Una respuesta posible, y muy del gusto de los espíritus escépticos, consiste en reivindicar la libertad consensuada como la manera mejor de evitar conflictos. Tal fue el itinerario que condujo en Europa a la tolerancia religiosa, y luego a la tolerancia en general. No estimo, con todo, que esta respuesta sea completa. No considero, tan siquiera, que sea genuina. El que cree en la autonomía del individuo, no cree meramente en las saludables economías externas de una filosofía o una organización política que de paso protege la autonomía individual, sino que cree en eso, en la autonomía del individuo, en la bondad inherente a que sea el hombre autónomo. Y esta creencia se me antoja ininteligible si no va fundada en una creencia previa en la bondad potencial del hombre. En la idea de que el hombre es un depósito de prendas excelentes, y que estas prendas quedarían inertes y en estado latente si su depositario no las retornara a la vida mediante sucesivos y discrecionalísimos actos de la voluntad.

Y entonces asoma de nuevo la cresta el pluralismo berliniano de los valores. Los cristianos primero, o los marxistas después, podían exaltar al hombre y a la vez deplorar su estado de forma crónicamente malo porque tenían guardada en la manga una historia mítica sobre la caída y posterior redención de la especie. El hombre como tal era deleznable, pero su destino era glorioso, y esta gloria prospectiva arrojaba de rebote sobre él un prestigio incalculable. La historia desacralizada nos devuelve sin embargo al hombre efectivo, al hombre constatado, y por tanto a un balance al que no podemos agregar ceros especulando acerca de la segunda venida de Cristo o del imperio futuro de la sociedad sin clases. Tenemos lo que tenemos, y lo que tenemos es el rastro que ha dejado el ser humano al deslizarse por este mundo sublunar. Sus grandes obras literarias o plásticas o civilizatorias. Su rico pasado, aun cuando este pasado sea incompatible con las democracias liberales del presente. O su intrigante presente, incluso allí donde se echan de menos las libertades y derechos de que nosotros disfrutamos a la sazón. El pluralismo no se acredita, en fin, por razones abstractas. Lo hace porque, sin pluralismo, tampoco hay sujeto. O sea, tampoco hay hombre.

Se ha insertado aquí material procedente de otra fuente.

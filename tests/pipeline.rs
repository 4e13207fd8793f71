//! End-to-end tests of the render pipeline: coverage, depth ordering,
//! culling, near-plane clipping and interpolation invariants.
use rand::SeedableRng;
use rand::rngs::StdRng;
use rand::seq::SliceRandom;

use softraster::raster::{affine_weights, perspective_correct_weights};
use softraster::transform::{orthographic, perspective_fov, translation};
use softraster::{
    ClipMode, Matrix4, Mesh, Point2D, Point3D, Point4D, Renderer, TriangleToRasterize, Vertex,
    project_vertex,
};

const RED: Point3D = Point3D::new(1.0, 0.0, 0.0);
const BLUE: Point3D = Point3D::new(0.0, 0.0, 1.0);

fn vertex(x: f32, y: f32, z: f32, color: Point3D) -> Vertex {
    Vertex::new(Point4D::point(x, y, z), color, Point2D::default())
}

fn full_screen_quad(color: Point3D) -> Mesh {
    Mesh::from_triangles(
        vec![
            vertex(-1.0, -1.0, 0.0, color),
            vertex(1.0, -1.0, 0.0, color),
            vertex(1.0, 1.0, 0.0, color),
            vertex(-1.0, 1.0, 0.0, color),
        ],
        vec![[0, 1, 2], [0, 2, 3]],
    )
    .unwrap()
}

#[test]
fn full_screen_quad_covers_every_pixel() {
    let mut renderer = Renderer::new(100, 100).unwrap();
    let (color, depth) = renderer.render(&full_screen_quad(RED), &Matrix4::identity()).unwrap();

    for y in 0..100 {
        for x in 0..100 {
            assert_eq!(color.get_pixel(x, y), Some([0, 0, 255, 255]), "pixel ({x}, {y})");
            assert_eq!(depth.get(x, y), Some(0.0), "depth at ({x}, {y})");
        }
    }
    let stats = renderer.last_stats();
    assert_eq!(stats.rasterized, 2);
    assert_eq!(stats.frustum_rejected + stats.culled, 0);
}

#[test]
fn full_screen_quad_survives_backface_culling() {
    let mut renderer = Renderer::new(40, 30).unwrap();
    renderer.set_backface_culling(true);
    let (color, _) = renderer.render(&full_screen_quad(RED), &Matrix4::identity()).unwrap();
    assert_eq!(color.covered_pixels(), 40 * 30);
}

/// Two overlapping triangles: red at z = -0.5 (near), blue at z = 0.5 (far).
fn overlapping_pair(red_first: bool) -> Mesh {
    let near = [vertex(-0.8, -0.8, -0.5, RED), vertex(0.6, -0.8, -0.5, RED), vertex(-0.1, 0.7, -0.5, RED)];
    let far = [vertex(-0.6, -0.6, 0.5, BLUE), vertex(0.9, -0.5, 0.5, BLUE), vertex(0.2, 0.9, 0.5, BLUE)];
    let vertices = if red_first { [near, far].concat() } else { [far, near].concat() };
    Mesh::from_triangles(vertices, vec![[0, 1, 2], [3, 4, 5]]).unwrap()
}

#[test]
fn depth_test_is_order_independent() {
    let mut renderer = Renderer::new(64, 64).unwrap();
    let (color_a, depth_a) = renderer.render(&overlapping_pair(true), &Matrix4::identity()).unwrap();
    let (color_b, depth_b) = renderer.render(&overlapping_pair(false), &Matrix4::identity()).unwrap();
    assert_eq!(color_a, color_b);
    assert_eq!(depth_a, depth_b);

    // Somewhere both triangles overlap, the near one wins.
    let center = color_a.get_pixel(28, 34).unwrap();
    assert_eq!(center, [0, 0, 255, 255]);
    assert!((depth_a.get(28, 34).unwrap() - -0.5).abs() < 1e-6);

    // Where only the far triangle is present it shows through.
    let far_only = color_a.get_pixel(56, 46).unwrap();
    assert_eq!(far_only, [255, 0, 0, 255]);
    assert!((depth_a.get(56, 46).unwrap() - 0.5).abs() < 1e-6);
}

#[test]
fn shuffled_triangle_order_gives_identical_buffers() {
    // A stack of quads at distinct depths, each a different color.
    let mut vertices = Vec::new();
    let mut triangles = Vec::new();
    for layer in 0..6 {
        let z = -0.8 + 0.3 * layer as f32;
        let offset = 0.1 * layer as f32;
        let color = Point3D::new(layer as f32 / 5.0, 1.0 - layer as f32 / 5.0, 0.25);
        let base = vertices.len();
        vertices.push(vertex(-0.9 + offset, -0.9 + offset, z, color));
        vertices.push(vertex(0.5 + offset, -0.9 + offset, z, color));
        vertices.push(vertex(0.5 + offset, 0.5 + offset, z, color));
        vertices.push(vertex(-0.9 + offset, 0.5 + offset, z, color));
        triangles.push([base, base + 1, base + 2]);
        triangles.push([base, base + 2, base + 3]);
    }
    let mvp = Matrix4::identity();
    let mut renderer = Renderer::new(80, 60).unwrap();
    let reference = renderer
        .render(&Mesh::from_triangles(vertices.clone(), triangles.clone()).unwrap(), &mvp)
        .unwrap();

    let mut rng = StdRng::seed_from_u64(7);
    for _ in 0..5 {
        triangles.shuffle(&mut rng);
        let mesh = Mesh::from_triangles(vertices.clone(), triangles.clone()).unwrap();
        let result = renderer.render(&mesh, &mvp).unwrap();
        assert_eq!(result.0, reference.0);
        assert_eq!(result.1, reference.1);
    }
}

#[test]
fn backface_culling_toggle() {
    // Clockwise on screen.
    let mesh = Mesh::from_triangles(
        vec![vertex(-0.5, -0.5, 0.0, RED), vertex(0.0, 0.5, 0.0, RED), vertex(0.5, -0.5, 0.0, RED)],
        vec![[0, 1, 2]],
    )
    .unwrap();
    let mut renderer = Renderer::new(50, 50).unwrap();

    renderer.set_backface_culling(true);
    let (culled, _) = renderer.render(&mesh, &Matrix4::identity()).unwrap();
    assert_eq!(culled.covered_pixels(), 0);
    assert_eq!(renderer.last_stats().culled, 1);

    renderer.set_backface_culling(false);
    let (drawn, _) = renderer.render(&mesh, &Matrix4::identity()).unwrap();
    let footprint: Vec<Point2D> = mesh
        .vertices()
        .iter()
        .map(|v| {
            let s = project_vertex(v.position, &Matrix4::identity(), 50, 50);
            Point2D::new(s.x, s.y)
        })
        .collect();
    let covered = drawn.covered_pixels();
    let expected = reference_fill(&footprint, 50, 50);
    assert!(expected > 250);
    assert!(covered.abs_diff(expected) <= 2, "covered {covered}, reference {expected}");
}

#[test]
fn offscreen_geometry_is_clamped_to_the_viewport() {
    // Extends far past every side plane without crossing the near plane.
    let mesh = Mesh::from_triangles(
        vec![vertex(-50.0, -50.0, 0.0, RED), vertex(80.0, -40.0, 0.0, RED), vertex(0.0, 90.0, 0.0, RED)],
        vec![[0, 1, 2]],
    )
    .unwrap();
    for mode in [ClipMode::NearPlane, ClipMode::Frustum] {
        let mut renderer = Renderer::new(32, 24).unwrap();
        renderer.set_clip_mode(mode);
        let (color, _) = renderer.render(&mesh, &Matrix4::identity()).unwrap();
        assert_eq!(color.covered_pixels(), 32 * 24, "{mode:?}");
    }
}

#[test]
fn sliver_in_the_last_column_and_row_is_drawn() {
    // Only x in [99.2, 100] of a 100 px wide viewport is on screen.
    let right = Mesh::from_triangles(
        vec![vertex(0.984, 1.0, 0.0, RED), vertex(3.0, 1.0, 0.0, RED), vertex(0.984, -1.0, 0.0, RED)],
        vec![[0, 1, 2]],
    )
    .unwrap();
    // Only y in [99.2, 100] of a 100 px tall viewport is on screen.
    let bottom = Mesh::from_triangles(
        vec![vertex(1.0, -0.984, 0.0, RED), vertex(1.0, -3.0, 0.0, RED), vertex(-1.0, -0.984, 0.0, RED)],
        vec![[0, 1, 2]],
    )
    .unwrap();

    for mode in [ClipMode::NearPlane, ClipMode::Frustum] {
        let mut renderer = Renderer::new(100, 100).unwrap();
        renderer.set_clip_mode(mode);

        let (color, _) = renderer.render(&right, &Matrix4::identity()).unwrap();
        let column = (0..100).filter(|&y| color.get_pixel(99, y) == Some([0, 0, 255, 255])).count();
        assert_eq!(column, 100, "{mode:?}");
        assert_eq!(color.covered_pixels(), 100, "{mode:?}");
        assert_eq!(renderer.last_stats().culled, 0);

        let (color, _) = renderer.render(&bottom, &Matrix4::identity()).unwrap();
        let row = (0..100).filter(|&x| color.get_pixel(x, 99) == Some([0, 0, 255, 255])).count();
        assert_eq!(row, 100, "{mode:?}");
        assert_eq!(color.covered_pixels(), 100, "{mode:?}");
    }
}

#[test]
fn triangle_behind_the_camera_is_rejected() {
    let mvp = perspective_fov(60.0, 1.0, 1.0, 100.0);
    let mesh = Mesh::from_triangles(
        vec![vertex(-1.0, -1.0, 3.0, RED), vertex(1.0, -1.0, 3.0, RED), vertex(0.0, 1.0, 3.0, RED)],
        vec![[0, 1, 2]],
    )
    .unwrap();
    let mut renderer = Renderer::new(40, 40).unwrap();
    let (color, _) = renderer.render(&mesh, &mvp).unwrap();
    assert_eq!(color.covered_pixels(), 0);
    assert_eq!(renderer.last_stats().frustum_rejected, 1);
}

/// Pixel centers inside or on a convex polygon given in screen space.
fn reference_fill(polygon: &[Point2D], width: u32, height: u32) -> usize {
    let mut count = 0;
    for y in 0..height {
        for x in 0..width {
            let p = Point2D::new(x as f32 + 0.5, y as f32 + 0.5);
            let sides: Vec<f32> = (0..polygon.len())
                .map(|i| {
                    let a = polygon[i];
                    let b = polygon[(i + 1) % polygon.len()];
                    (b.x - a.x) * (p.y - a.y) - (b.y - a.y) * (p.x - a.x)
                })
                .collect();
            if sides.iter().all(|s| *s >= 0.0) || sides.iter().all(|s| *s <= 0.0) {
                count += 1;
            }
        }
    }
    count
}

#[test]
fn near_plane_clip_produces_gap_free_quad() {
    let (width, height) = (100, 100);
    let mvp = perspective_fov(60.0, 1.0, 1.0, 100.0);
    // Two corners in front of the camera, one behind it (w < 0 after projection).
    let mesh = Mesh::from_triangles(
        vec![vertex(-1.0, -1.0, -3.0, RED), vertex(1.0, -1.0, -3.0, RED), vertex(0.0, 1.0, 1.0, RED)],
        vec![[0, 1, 2]],
    )
    .unwrap();
    assert!((mvp * mesh.vertices()[2].position).w < 0.0);

    let mut renderer = Renderer::new(width, height).unwrap();
    let (_, depth) = renderer.render(&mesh, &mvp).unwrap();
    let stats = renderer.last_stats();
    assert_eq!(stats.clipped, 1);
    assert_eq!(stats.setup, 2);
    assert_eq!(stats.rasterized, 2);

    // The visible part ends where the edges to the hidden corner meet the
    // near plane (view z = -1), halfway along each edge.
    let polygon: Vec<Point2D> = [
        Point4D::point(-1.0, -1.0, -3.0),
        Point4D::point(1.0, -1.0, -3.0),
        Point4D::point(0.5, 0.0, -1.0),
        Point4D::point(-0.5, 0.0, -1.0),
    ]
    .iter()
    .map(|p| {
        let s = project_vertex(*p, &mvp, width, height);
        Point2D::new(s.x, s.y)
    })
    .collect();
    let expected = reference_fill(&polygon, width, height);
    let covered = depth.depth.iter().filter(|d| d.is_finite()).count();
    assert!(expected > 1000);
    assert!(covered.abs_diff(expected) <= 2, "covered {covered}, reference {expected}");
}

#[test]
fn barycentric_weights_partition_unity() {
    let mvp = perspective_fov(50.0, 4.0 / 3.0, 0.5, 20.0) * translation(0.2, -0.1, -4.0);
    let clip = [
        Point4D::point(-1.5, -1.0, 0.5),
        Point4D::point(1.2, -0.8, -1.5),
        Point4D::point(0.1, 1.3, 0.0),
    ]
    .map(|p| Vertex::new(mvp * p, RED, Point2D::new(p.x, p.y)));
    let tri = TriangleToRasterize::setup(&clip[0], &clip[1], &clip[2], 160, 120, false).unwrap();

    let bounds = tri.bounds();
    let mut inside = 0;
    for y in bounds.min_y..=bounds.max_y {
        for x in bounds.min_x..=bounds.max_x {
            let weights = affine_weights(&tri, x as f64 + 0.5, y as f64 + 0.5);
            if weights.iter().any(|w| *w < 0.0) {
                continue;
            }
            inside += 1;
            assert!((weights.iter().sum::<f64>() - 1.0).abs() < 1e-4);
            let corrected = perspective_correct_weights(weights, tri.one_over_w());
            assert!((corrected.iter().sum::<f64>() - 1.0).abs() < 1e-4);
            assert!(corrected.iter().all(|w| *w >= 0.0));
        }
    }
    assert!(inside > 100);
}

#[test]
fn origin_projects_to_viewport_center() {
    let aspect = 640.0 / 480.0;
    let mvp = orthographic(-aspect, aspect, -1.0, 1.0, 0.1, 100.0);
    let p = project_vertex(Point4D::point(0.0, 0.0, 0.0), &mvp, 640, 480);
    assert!((p.x - 320.0).abs() <= 0.5);
    assert!((p.y - 240.0).abs() <= 0.5);

    // (aspect, 1) is the top-right corner of the ortho volume
    let corner = project_vertex(Point4D::point(aspect, 1.0, -1.0), &mvp, 640, 480);
    assert!((corner.x - 640.0).abs() <= 0.5);
    assert!(corner.y.abs() <= 0.5);
}

#[test]
fn projected_depth_matches_rendered_depth() {
    let mvp = perspective_fov(45.0, 1.0, 0.5, 50.0) * translation(0.0, 0.0, -3.0);
    let mesh = full_screen_quad(RED);
    let mut renderer = Renderer::new(64, 64).unwrap();
    let (_, depth) = renderer.render(&mesh, &mvp).unwrap();

    let p = project_vertex(Point4D::point(0.0, 0.0, 0.0), &mvp, 64, 64);
    let rendered = depth.get(p.x as u32, p.y as u32).unwrap();
    assert!((rendered - p.z as f64).abs() < 1e-4, "rendered {rendered}, projected {}", p.z);
}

Las raíces del Romanticismo no expone formalmente esta tesis, pero la insinúa con elocuencia maravillosa. Los románticos descubrieron, según Berlin, la variedad del hombre, el puzzle asombroso del hombre, y también el desorden y mutua enemistad y tensión entre las piezas de este puzzle, y suscitaron un fuego que sólo la recíproca tolerancia puede contener dentro de límites sensatos. El Romanticismo desmadrado remata en la exaltación maniática del yo y al cabo en los fascismos; pero el Romanticismo domeñado conduce al liberalismo. En parejo sentido, el liberalismo es hijo del Romanticismo. Nunca, hasta ahora, me había parecido Berlin tan conmovedor. Y nunca tan frágil. Tan inclinado sobre una verdad que está en peligro y tiembla, lo mismo que la gota precaria, en la punta de la rama.

Álvaro Delgado-Gal es escritor y director de la revista Libros.